Work required:
From the entries below, copy every line holding the word "UnabortableTransactionError".

[Input material]

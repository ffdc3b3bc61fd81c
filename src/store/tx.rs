//! Transactional store
//!
//! [`NodeStore`] implementation over sled's transactional tree handles.
//! Every read and insert issued through this store is part of one atomic
//! unit: either every node written along a rebuilt path commits, or none
//! does. A sled-level transaction conflict is lifted into the internal
//! `TxConflict` marker, which the transaction boundary converts back into
//! a retry.

use crate::error::FsError;
use crate::store::{decode_id, id_key, SEQ_KEY};
use crate::types::{DirectoryItem, FileId, FileMetadata, FileType};
use sled::transaction::{TransactionalTree, UnabortableTransactionError};

use super::NodeStore;

pub struct TxStore<'a> {
    meta: &'a TransactionalTree,
    dirs: &'a TransactionalTree,
    blobs: &'a TransactionalTree,
    seq: &'a TransactionalTree,
}

impl<'a> TxStore<'a> {
    pub fn new(
        meta: &'a TransactionalTree,
        dirs: &'a TransactionalTree,
        blobs: &'a TransactionalTree,
        seq: &'a TransactionalTree,
    ) -> Self {
        Self {
            meta,
            dirs,
            blobs,
            seq,
        }
    }

    fn check_free(&self, id: FileId) -> Result<(), FsError> {
        if self.meta.get(id_key(id)).map_err(lift)?.is_some() {
            return Err(FsError::DuplicateId(id));
        }
        Ok(())
    }
}

fn lift(err: UnabortableTransactionError) -> FsError {
    match err {
        UnabortableTransactionError::Conflict => FsError::TxConflict,
        UnabortableTransactionError::Storage(e) => FsError::Storage(e),
    }
}

impl NodeStore for TxStore<'_> {
    fn allocate_id(&self) -> Result<FileId, FsError> {
        let current = self
            .seq
            .get(SEQ_KEY)
            .map_err(lift)?
            .as_deref()
            .map(decode_id)
            .unwrap_or(0);
        let next = current + 1;
        self.seq
            .insert(SEQ_KEY, next.to_be_bytes().to_vec())
            .map_err(lift)?;
        Ok(next)
    }

    fn put_regular_file(&self, meta: &FileMetadata, content: &[u8]) -> Result<(), FsError> {
        self.check_free(meta.id)?;
        self.meta
            .insert(&id_key(meta.id), bincode::serialize(meta)?)
            .map_err(lift)?;
        self.blobs
            .insert(&id_key(meta.id), content)
            .map_err(lift)?;
        Ok(())
    }

    fn put_directory(&self, meta: &FileMetadata, items: &[DirectoryItem]) -> Result<(), FsError> {
        self.check_free(meta.id)?;
        self.meta
            .insert(&id_key(meta.id), bincode::serialize(meta)?)
            .map_err(lift)?;
        self.dirs
            .insert(&id_key(meta.id), bincode::serialize(items)?)
            .map_err(lift)?;
        Ok(())
    }

    fn metadata(&self, id: FileId) -> Result<FileMetadata, FsError> {
        let raw = self
            .meta
            .get(id_key(id))
            .map_err(lift)?
            .ok_or(FsError::NotFound)?;
        Ok(bincode::deserialize(&raw)?)
    }

    fn directory_items(&self, id: FileId) -> Result<Vec<DirectoryItem>, FsError> {
        let meta = self.metadata(id)?;
        if meta.file_type != FileType::Directory {
            return Err(FsError::TypeMismatch {
                id,
                expected: FileType::Directory,
            });
        }
        let raw = self
            .dirs
            .get(id_key(id))
            .map_err(lift)?
            .ok_or(FsError::NotFound)?;
        Ok(bincode::deserialize(&raw)?)
    }

    fn regular_content(&self, id: FileId) -> Result<Vec<u8>, FsError> {
        let meta = self.metadata(id)?;
        if meta.file_type != FileType::Regular {
            return Err(FsError::TypeMismatch {
                id,
                expected: FileType::Regular,
            });
        }
        let raw = self
            .blobs
            .get(id_key(id))
            .map_err(lift)?
            .ok_or(FsError::NotFound)?;
        Ok(raw.to_vec())
    }
}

[/Input material]

Task response:
use sled::transaction::{TransactionalTree, UnabortableTransactionError};
fn lift(err: UnabortableTransactionError) -> FsError {
        UnabortableTransactionError::Conflict => FsError::TxConflict,
        UnabortableTransactionError::Storage(e) => FsError::Storage(e),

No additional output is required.